Bañeras y derrotas. Recuerdo a una jovencísima Lee más desvalida que desnuda en una pequeña bañera, fotografiada en plano picado por su padre. Imagino a otra joven hace siglos, en una bañera veneciana, descubriendo la crueldad sencilla y egoísta de los héroes, asombrada por sentirse capaz, por primera vez, de compatibilizar la decepción y el deseo. Aquel momento y aquella bañera la prepararían, como a la bella Lee, para las interminables derrotas en otros campos de batalla: un taxi triste bajo la lluvia regresando de unas horas clandestinas de hotel; las llamadas a la negrura de no tener interlocutor al otro lado; las pulseras de plata, único tesoro, único vínculo, único símbolo, perdidas en la verdad de unas manos enlazadas en un teatro; tantos trenes, aviones, habitaciones construidas en la soledad del cristal oscuro de ventanas que solo devuelven la imagen amarga de quien no querría ser. Una vida de ilusiones y ausencias y soledad y recuerdos rigurosamente organizados en carpetas escondidas en lugares inverosímiles, tan valiosas como el tesoro de Edmundo Dantés, repletas de recortes y noticias y facturas y fechas en servilletas y calendarios con puntos rojos y flores secas, y carteles de no molestar y fotos descoloridas y posavasos y llaves de hotel desmagnetizadas y un agujero de catorce años en el corazón.

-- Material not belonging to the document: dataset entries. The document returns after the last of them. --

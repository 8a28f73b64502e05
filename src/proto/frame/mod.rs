//! RESP frame types.

/// Frame type definitions.
pub mod types;

pub use types::Frame;
//! Cluster protocol commands used by discovery and redirect handling.

use crate::core::command::Cmd;

/// `CLUSTER SLOTS`: the authoritative slot-to-node layout.
pub fn cluster_slots() -> Cmd {
    Cmd::new("CLUSTER").arg("SLOTS")
}

/// `ASKING`: lets the next command on this connection touch a slot the
/// node is still importing. Applies to exactly one command.
pub fn asking() -> Cmd {
    Cmd::new("ASKING")
}

#[cfg(test)]
mod tests {
    use super::*;
    use crate::proto::frame::Frame;

    #[test]
    fn test_cluster_slots_is_keyless() {
        let cmd = cluster_slots();
        assert_eq!(cmd.slot().unwrap(), None);
        assert_eq!(
            cmd.into_frame(),
            Frame::Array(vec![Frame::bulk("CLUSTER"), Frame::bulk("SLOTS")])
        );
    }

    #[test]
    fn test_asking() {
        assert_eq!(asking().name(), "ASKING");
        assert_eq!(asking().args().len(), 1);
    }
}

Lee Miller retratada por su padre

La bañera de Lee Miller no es una condecoración victoriosa; ni siquiera es una venganza contra los nazis. Mirando sus ojos profundamente tristes tan parecidos a estos que ahora la observan a través del tiempo y las derrotas, con el peso de los 45 años recién cumplidos, comprendo que aquella foto para la que ni siquiera posaba era solo eso: una bañera con agua caliente donde poder frotar la suciedad de la memoria, donde limpiar la tristeza de los miles de muertos, la decepción de las otras miradas y las otras bañeras de su vida; donde intentar recobrar la dignidad de sentirse de nuevo como un ser humano.